A credit score is a formula that is used to predict risk for lenders. To create a credit score, analysts may use information in credit reports, account histories, or applications. Their goal is to accurately identify the commonality of your timely paid accounts, as well as your delinquent accounts. The results of all this computing and analyzing, is a number that is your credit score.

Lenders use credit scores to help decide whether to issue a new account or loan, raise the credit limit on an existing account or even to decide what interest rate to charge on a new or existing loan. Insurance companies use insurance scores (which are based on credit information, but calculated somewhat differently) to help them decide whether to issue new auto or homeowner's policies, what rate to charge for those policies, and whether to renew existing policies. Some employers use consumer scores (which are also based on credit information) to help them make hiring decisions.

There are different types of scores, though many of them are developed by Fair, Isaac and Company, Inc. These are commonly referred to as "FICO scores."

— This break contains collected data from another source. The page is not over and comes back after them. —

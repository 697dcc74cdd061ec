/// Number of facility types returned in the statistics top list
pub const TOP_FACILITIES_LIMIT: i64 = 10;
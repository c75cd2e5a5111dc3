//! In-memory and switchable fetchers.
//!
//! [`StaticFetcher`] answers from a fixed route table and records every call,
//! which makes it the fetcher of choice for tests. [`SwitchableFetcher`] wraps
//! any fetcher with an online flag to simulate losing connectivity.

use std::collections::HashMap;
use std::sync::atomic::{AtomicBool, AtomicUsize, Ordering};
use std::time::Duration;

use async_trait::async_trait;
use bytes::Bytes;
use http::{HeaderMap, HeaderName, HeaderValue, StatusCode};
use tokio::sync::RwLock;
use tracing::{debug, trace};

use crate::{Fetcher, NetError, Request, Response};

/// A canned response for one URL.
#[derive(Debug, Clone)]
pub struct StaticRoute {
    pub status: u16,
    pub headers: Vec<(String, String)>,
    pub body: Bytes,
    /// Simulated latency before answering.
    pub delay: Option<Duration>,
    /// Fail at the transport level instead of answering.
    pub unreachable: bool,
}

impl StaticRoute {
    /// A 200 response with the given content type and body.
    pub fn ok(content_type: &str, body: impl Into<Bytes>) -> Self {
        Self {
            status: 200,
            headers: vec![("content-type".to_string(), content_type.to_string())],
            body: body.into(),
            delay: None,
            unreachable: false,
        }
    }

    /// An empty response with the given status.
    pub fn status(status: u16) -> Self {
        Self {
            status,
            headers: Vec::new(),
            body: Bytes::new(),
            delay: None,
            unreachable: false,
        }
    }

    /// A route whose fetch fails with a transport error.
    pub fn unreachable() -> Self {
        Self {
            unreachable: true,
            ..Self::status(0)
        }
    }

    /// Add a header.
    pub fn with_header(mut self, name: &str, value: &str) -> Self {
        self.headers.push((name.to_string(), value.to_string()));
        self
    }

    /// Delay the answer.
    pub fn with_delay(mut self, delay: Duration) -> Self {
        self.delay = Some(delay);
        self
    }

    fn to_response(&self, request: &Request) -> Result<Response, NetError> {
        let status = StatusCode::from_u16(self.status)
            .map_err(|e| NetError::RequestFailed(e.to_string()))?;

        let mut headers = HeaderMap::new();
        for (name, value) in &self.headers {
            let name = HeaderName::try_from(name.as_str())
                .map_err(|e| NetError::RequestFailed(e.to_string()))?;
            let value = HeaderValue::try_from(value.as_str())
                .map_err(|e| NetError::RequestFailed(e.to_string()))?;
            headers.append(name, value);
        }

        Ok(Response::new(
            request.url.clone(),
            status,
            headers,
            self.body.clone(),
        ))
    }
}

/// Fetcher answering from a fixed route table keyed by absolute URL.
///
/// Unknown URLs answer 404 with an empty body.
#[derive(Debug, Default)]
pub struct StaticFetcher {
    routes: RwLock<HashMap<String, StaticRoute>>,
    calls: RwLock<Vec<String>>,
    total_calls: AtomicUsize,
}

impl StaticFetcher {
    pub fn new() -> Self {
        Self::default()
    }

    /// Add a route while building the fetcher.
    pub fn with_route(mut self, url: &str, route: StaticRoute) -> Self {
        self.routes.get_mut().insert(url.to_string(), route);
        self
    }

    /// Add or replace a route on a shared fetcher.
    pub async fn set_route(&self, url: &str, route: StaticRoute) {
        self.routes.write().await.insert(url.to_string(), route);
    }

    /// Total number of fetches performed.
    pub fn calls(&self) -> usize {
        self.total_calls.load(Ordering::SeqCst)
    }

    /// Number of fetches performed for one URL.
    pub async fn calls_for(&self, url: &str) -> usize {
        self.calls.read().await.iter().filter(|u| *u == url).count()
    }
}

#[async_trait]
impl Fetcher for StaticFetcher {
    async fn fetch(&self, request: &Request) -> Result<Response, NetError> {
        let url = request.url.as_str().to_string();
        self.total_calls.fetch_add(1, Ordering::SeqCst);
        self.calls.write().await.push(url.clone());

        let route = self.routes.read().await.get(&url).cloned();
        let Some(route) = route else {
            trace!(url = %url, "No static route, answering 404");
            return Ok(Response::new(
                request.url.clone(),
                StatusCode::NOT_FOUND,
                HeaderMap::new(),
                Bytes::new(),
            ));
        };

        if let Some(delay) = route.delay {
            tokio::time::sleep(delay).await;
        }

        if route.unreachable {
            return Err(NetError::RequestFailed(format!("connection refused: {url}")));
        }

        route.to_response(request)
    }
}

/// Wraps a fetcher with an online/offline switch.
#[derive(Debug)]
pub struct SwitchableFetcher<F> {
    inner: F,
    online: AtomicBool,
}

impl<F: Fetcher> SwitchableFetcher<F> {
    /// Wrap a fetcher; starts online.
    pub fn new(inner: F) -> Self {
        Self {
            inner,
            online: AtomicBool::new(true),
        }
    }

    pub fn set_online(&self, online: bool) {
        debug!(online, "Network switched");
        self.online.store(online, Ordering::SeqCst);
    }

    pub fn is_online(&self) -> bool {
        self.online.load(Ordering::SeqCst)
    }

    /// The wrapped fetcher.
    pub fn inner(&self) -> &F {
        &self.inner
    }
}

#[async_trait]
impl<F: Fetcher> Fetcher for SwitchableFetcher<F> {
    async fn fetch(&self, request: &Request) -> Result<Response, NetError> {
        if !self.is_online() {
            return Err(NetError::Offline(request.url.to_string()));
        }
        self.inner.fetch(request).await
    }
}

It's important to understand that your credit score is never a single number. It can vary, depending on which of the three major credit bureaus supplied the credit information used to calculate it, what kind of loan is being considered, and what formula the individual lender uses to calculate it. For example, mortgage lenders typically request a "tri-merge" credit report, which includes credit information and scores from the three major credit bureaus -- Equifax, Experian and Trans Union. Typically the credit score from each of those bureaus will vary so the lender will use the score that falls in the middle of the three when evaluating the loan.

Keep in Mind:

  • Your credit score can change frequently as information is updated in your credit reports.
  • Lenders may use different credit scoring formulas customized for their loan products when calculating your score.
  • Credit scores are calculated using the information in your credit report, even if that information is not correct.

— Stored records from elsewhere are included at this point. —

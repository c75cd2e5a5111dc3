//! Pages the worker can see and control.

use hashbrown::HashMap;
use url::Url;

use crate::ServiceWorkerError;

/// A client (page or worker context).
#[derive(Debug, Clone, PartialEq, Eq)]
pub struct Client {
    /// Client ID.
    pub id: String,

    /// Client URL.
    pub url: Url,

    /// Client type.
    pub client_type: ClientType,

    /// Whether focused.
    pub focused: bool,

    /// Whether this worker controls it.
    pub controlled: bool,
}

/// Client type.
#[derive(Debug, Clone, Copy, PartialEq, Eq, Default)]
pub enum ClientType {
    #[default]
    Window,
    Worker,
    SharedWorker,
    All,
}

impl Client {
    pub fn window(id: impl Into<String>, url: Url) -> Self {
        Self {
            id: id.into(),
            url,
            client_type: ClientType::Window,
            focused: false,
            controlled: false,
        }
    }

    /// Focus the client. Only windows can take focus.
    pub fn focus(&mut self) -> Result<(), ServiceWorkerError> {
        if self.client_type != ClientType::Window {
            return Err(ServiceWorkerError::StateError(
                "Can only focus window clients".to_string(),
            ));
        }
        self.focused = true;
        Ok(())
    }
}

/// Options for [`Clients::match_all`].
#[derive(Debug, Clone, Default)]
pub struct ClientMatchOptions {
    pub include_uncontrolled: bool,
    pub client_type: ClientType,
}

/// Clients API.
#[derive(Debug, Default)]
pub struct Clients {
    clients: HashMap<String, Client>,
    next_id: u64,
}

impl Clients {
    pub fn new() -> Self {
        Self::default()
    }

    pub fn get(&self, id: &str) -> Option<&Client> {
        self.clients.get(id)
    }

    pub fn add(&mut self, client: Client) {
        self.clients.insert(client.id.clone(), client);
    }

    pub fn remove(&mut self, id: &str) -> Option<Client> {
        self.clients.remove(id)
    }

    pub fn len(&self) -> usize {
        self.clients.len()
    }

    pub fn is_empty(&self) -> bool {
        self.clients.is_empty()
    }

    /// Matching clients, ordered by ID.
    pub fn match_all(&self, options: &ClientMatchOptions) -> Vec<&Client> {
        let mut matched: Vec<&Client> = self
            .clients
            .values()
            .filter(|c| options.include_uncontrolled || c.controlled)
            .filter(|c| match options.client_type {
                ClientType::All => true,
                t => c.client_type == t,
            })
            .collect();
        matched.sort_by(|a, b| a.id.cmp(&b.id));
        matched
    }

    /// First window showing exactly `url`, controlled or not.
    pub fn find_window(&self, url: &Url) -> Option<&Client> {
        let options = ClientMatchOptions {
            include_uncontrolled: true,
            client_type: ClientType::Window,
        };
        self.match_all(&options)
            .into_iter()
            .find(|c| &c.url == url)
    }

    /// Open a new focused window. The worker controls it from the start.
    pub fn open_window(&mut self, url: Url) -> Client {
        self.next_id += 1;
        let mut client = Client::window(format!("client-{}", self.next_id), url);
        client.controlled = true;

        self.blur_all();
        client.focused = true;
        self.clients.insert(client.id.clone(), client.clone());
        client
    }

    /// Focus one client and blur the rest.
    pub fn focus(&mut self, id: &str) -> Result<Client, ServiceWorkerError> {
        let client_type = self
            .clients
            .get(id)
            .map(|c| c.client_type)
            .ok_or_else(|| ServiceWorkerError::NotFound(format!("client {id}")))?;
        if client_type != ClientType::Window {
            return Err(ServiceWorkerError::StateError(
                "Can only focus window clients".to_string(),
            ));
        }

        self.blur_all();
        let client = self
            .clients
            .get_mut(id)
            .ok_or_else(|| ServiceWorkerError::NotFound(format!("client {id}")))?;
        client.focus()?;
        Ok(client.clone())
    }

    /// Take control of every client. Returns how many were newly claimed.
    pub fn claim(&mut self) -> usize {
        let mut claimed = 0;
        for client in self.clients.values_mut() {
            if !client.controlled {
                client.controlled = true;
                claimed += 1;
            }
        }
        claimed
    }

    fn blur_all(&mut self) {
        for client in self.clients.values_mut() {
            client.focused = false;
        }
    }
}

Pull out quote: With a FICO score, the higher the number, the better the score. For example, a score of 700 is much better than a score of 600.

What's In A Credit Score?

According to Fair Isaac Co, there are five categories of factors that go into your credit:

Payment History 35%
Amounts You Owe 30%
Length of Credit History 15%
New Credit 10%
Type of Credit In Use 10%

The two most important factors that go into your credit score are your payment history (have you paid your bills on time?) and the amounts you owe (how much debt do you carry?).

Together, these categories make up about two-thirds of your credit score. That means that if you want to improve your credit score you should focus on paying your bills on time and paying down debt.

How Can I Get My Credit Score?

You can typically purchase a credit score when you order your credit score, either through one of the major credit bureaus or through an online service that sells credit reports to consumers. You can also order an Equifax credit report and score through myFico.com.

It's an excellent idea to check your credit report and score at least six weeks before a major purchase such as a home or car, to give yourself time to correct any mistakes or problems.